Preheat oven to 425 degrees F. If desired, line a half sheet pan with foil for easy cleanup.
Remove and discard any wilted or tough outer leaves from the cabbage head. Cut the cabbage into 8 equal wedges.
Place the cabbage wedges in a single layer on the baking sheet. Brush them on all sides with the olive oil, letting a little bit of the oil seep between the cabbage layers. Season well with salt and pepper.
Roast for 15 minutes. Carefully flip the wedges, and continue roasting until the cabbage is browned and tender, but still has a bit of bite in the center, 10-20 minutes more. The outer leaves will crisp and get a nice char.
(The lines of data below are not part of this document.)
//! Visible column selection
//!
//! One checkbox per discovered column. The visible list is always read back
//! in header order, whatever order the boxes were clicked in.

use crate::config::DashboardConfig;
use crate::dataset::{Column, Schema};

/// Checked state per schema column
#[derive(Debug, Clone, Default, PartialEq, Eq)]
pub struct ColumnSelection {
    checked: Vec<bool>,
}

/// A checkbox in the column selector
#[derive(Debug, Clone, PartialEq, Eq)]
pub struct ColumnOption {
    pub index: usize,
    /// DOM id, `col-opt-<index>`
    pub id: String,
    pub name: String,
    pub checked: bool,
}

impl ColumnSelection {
    /// Preferred columns that exist in the header start checked
    pub fn with_defaults(schema: &Schema, config: &DashboardConfig) -> Self {
        Self {
            checked: schema.columns().iter().map(|c| config.is_preferred(&c.name)).collect(),
        }
    }

    /// Set one checkbox. Out-of-range indices are ignored.
    pub fn set(&mut self, index: usize, checked: bool) {
        if let Some(slot) = self.checked.get_mut(index) {
            *slot = checked;
        }
    }

    pub fn select_all(&mut self) {
        self.checked.iter_mut().for_each(|c| *c = true);
    }

    pub fn select_none(&mut self) {
        self.checked.iter_mut().for_each(|c| *c = false);
    }

    pub fn is_checked(&self, index: usize) -> bool {
        self.checked.get(index).copied().unwrap_or(false)
    }

    /// Visible columns in header order
    pub fn visible<'a>(&self, schema: &'a Schema) -> Vec<&'a Column> {
        schema.columns().iter().filter(|c| self.is_checked(c.index)).collect()
    }

    pub fn visible_count(&self) -> usize {
        self.checked.iter().filter(|c| **c).count()
    }

    pub fn options(&self, schema: &Schema) -> Vec<ColumnOption> {
        schema
            .columns()
            .iter()
            .map(|c| ColumnOption {
                index: c.index,
                id: format!("col-opt-{}", c.index),
                name: c.name.clone(),
                checked: self.is_checked(c.index),
            })
            .collect()
    }
}
use leptos::prelude::*;

/// Titled block of the dashboard page
#[component]
pub fn Section(#[prop(into)] id: String, #[prop(into)] title: String, children: Children) -> impl IntoView {
    view! {
        <section id=id class="dashboard-section">
            <h2 class="section-title">{title}</h2>
            <div class="section-body">
                {children()}
            </div>
        </section>
    }
}
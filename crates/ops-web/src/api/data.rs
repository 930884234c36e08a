use tracing::{debug, error};

use super::http::get_text;

/// Fetch the first candidate path that answers; returns `(path, text)`
pub async fn fetch_first(candidates: &[String]) -> Option<(String, String)> {
    for path in candidates {
        if let Some(text) = get_text(path).await {
            debug!("Loaded dashboard data from {}", path);
            return Some((path.clone(), text));
        }
    }

    error!("No data file found, tried: {}", candidates.join(", "));
    None
}
//! Column selector panel: open state and placement beneath its trigger

use crate::constants::PANEL_VIEWPORT_MARGIN;

/// Trigger geometry measured by the surface, in viewport pixels
#[derive(Debug, Clone, Copy, Default, PartialEq)]
pub struct Anchor {
    /// Left edge of the trigger
    pub left: f64,
    /// Bottom edge of the trigger
    pub bottom: f64,
    /// Current rendered width of the panel (0 while hidden)
    pub panel_width: f64,
    pub viewport_width: f64,
}

/// Fixed-position coordinates of the open panel
#[derive(Debug, Clone, Copy, PartialEq)]
pub struct PanelPosition {
    pub left: f64,
    pub top: f64,
}

impl PanelPosition {
    /// Left-aligned under the trigger, kept inside the viewport
    pub fn beneath(anchor: &Anchor) -> Self {
        let max_left = (anchor.viewport_width - anchor.panel_width - PANEL_VIEWPORT_MARGIN).max(PANEL_VIEWPORT_MARGIN);
        Self {
            left: anchor.left.max(PANEL_VIEWPORT_MARGIN).min(max_left),
            top: anchor.bottom,
        }
    }
}

/// Open while it holds a position
#[derive(Debug, Clone, Default, PartialEq)]
pub struct ColumnPanel {
    position: Option<PanelPosition>,
}

impl ColumnPanel {
    pub fn is_open(&self) -> bool {
        self.position.is_some()
    }

    /// Trigger click: open beneath the anchor, or close when already open
    pub fn toggle(&mut self, anchor: &Anchor) {
        self.position = match self.position {
            Some(_) => None,
            None => Some(PanelPosition::beneath(anchor)),
        };
    }

    /// Resize/scroll while open. A closed panel stays closed.
    pub fn reposition(&mut self, anchor: &Anchor) -> bool {
        if self.position.is_none() {
            return false;
        }
        self.position = Some(PanelPosition::beneath(anchor));
        true
    }

    /// Returns whether the panel was open
    pub fn close(&mut self) -> bool {
        self.position.take().is_some()
    }

    /// Inline style for the panel element
    pub fn style(&self) -> String {
        match self.position {
            None => "display: none;".to_string(),
            Some(pos) => format!("display: block; position: fixed; left: {}px; top: {}px;", pos.left, pos.top),
        }
    }

    /// Value for the panel's aria-hidden attribute
    pub fn aria_hidden(&self) -> &'static str {
        if self.is_open() { "false" } else { "true" }
    }
}
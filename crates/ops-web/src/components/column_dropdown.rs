use leptos::ev::{self, MouseEvent};
use leptos::html;
use leptos::prelude::*;
use ops_dashboard::{Anchor, Command, Session, Status};

use crate::actions::dispatch;
use crate::browser;
use crate::config::CONFIG;

/// Column selector: a trigger button and a fixed-position checkbox panel.
///
/// The panel closes on a second trigger click, a click anywhere outside it,
/// or Escape. While open it follows the trigger on resize and scroll.
#[component]
pub fn ColumnDropdown(session: RwSignal<Session>) -> impl IntoView {
    let labels = &CONFIG.labels;
    let trigger = NodeRef::<html::Button>::new();
    let panel = NodeRef::<html::Div>::new();

    let anchor = move || -> Option<Anchor> {
        let trigger = trigger.get_untracked()?;
        let panel = panel.get_untracked();
        Some(browser::measure_anchor(&trigger, panel.as_deref()))
    };
    let is_open = move || session.with_untracked(|s| s.panel().is_open());

    let reposition = move || {
        if !is_open() {
            return;
        }
        if let Some(anchor) = anchor() {
            dispatch(session, Command::RepositionColumnPanel(anchor));
        }
    };

    let on_trigger = move |ev: MouseEvent| {
        ev.stop_propagation();
        let Some(anchor) = anchor() else {
            return;
        };
        dispatch(session, Command::ToggleColumnPanel(anchor));
        // the panel has no width until it is displayed; measure again once laid out
        if is_open() {
            request_animation_frame(reposition);
        }
    };

    let close = move || {
        if is_open() {
            dispatch(session, Command::CloseColumnPanel);
        }
    };

    let click = window_event_listener(ev::click, move |ev| {
        let Some(target) = browser::attached_target(&ev) else {
            return;
        };
        let inside_panel = panel.get_untracked().is_some_and(|p| p.contains(Some(&target)));
        let inside_trigger = trigger.get_untracked().is_some_and(|t| t.contains(Some(&target)));
        if !inside_panel && !inside_trigger {
            close();
        }
    });
    let keydown = window_event_listener(ev::keydown, move |ev| {
        if ev.key() == "Escape" {
            close();
        }
    });
    let resize = window_event_listener(ev::resize, move |_| reposition());
    let scroll = window_event_listener(ev::scroll, move |_| reposition());
    on_cleanup(move || {
        click.remove();
        keydown.remove();
        resize.remove();
        scroll.remove();
    });

    let options = Memo::new(move |_| session.with(Session::column_options));

    view! {
        <div class="column-dropdown">
            <button
                type="button"
                class="button"
                id="column-dropdown-button"
                data-jshook="column-dropdown-button"
                node_ref=trigger
                disabled=move || session.with(|s| s.status() == Status::Loading)
                on:click=on_trigger
            >
                {labels.columns}
            </button>
            <div
                class="column-dropdown-panel"
                id="column-dropdown-panel"
                data-jshook="column-dropdown-panel"
                node_ref=panel
                style=move || session.with(|s| s.panel().style())
                aria-hidden=move || session.with(|s| s.panel().aria_hidden())
            >
                <div class="column-actions">
                    <button
                        type="button"
                        id="col-select-all"
                        data-jshook="col-select-all"
                        on:click=move |_| dispatch(session, Command::SelectAllColumns)
                    >
                        {labels.select_all}
                    </button>
                    <button
                        type="button"
                        id="col-select-none"
                        data-jshook="col-select-none"
                        on:click=move |_| dispatch(session, Command::SelectNoColumns)
                    >
                        {labels.select_none}
                    </button>
                </div>
                <div class="column-options" id="column-options" data-jshook="column-options">
                    {move || {
                        options
                            .get()
                            .into_iter()
                            .map(move |option| {
                                let index = option.index;
                                view! {
                                    <label class="column-option">
                                        <input
                                            type="checkbox"
                                            id=option.id
                                            value=option.name.clone()
                                            prop:checked=option.checked
                                            on:change=move |ev| {
                                                dispatch(
                                                    session,
                                                    Command::ToggleColumn {
                                                        index,
                                                        checked: event_target_checked(&ev),
                                                    },
                                                )
                                            }
                                        />
                                        <span>{option.name}</span>
                                    </label>
                                }
                            })
                            .collect_view()
                    }}
                </div>
            </div>
        </div>
    }
}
Note that roasting times will vary by the size of the head of cabbage.
Serve with lemon wedges, and if desired, a sprinkling of crushed red pepper flakes for a little kick.
For other flavoring ideas, don't miss theVariationssection in the article above!
To cut the cabbage into wedges:
Start by cutting the cabbage in half lengthwise, slicing through the core. Then, halve each half, and finally, halve each quarter. Be sure to cut through the core with each slice so all of the wedges contain a little core. This will help them stay intact as they roast. If there's a large stem on the bottom of the cabbage, you can trim it off, but leave the core intact.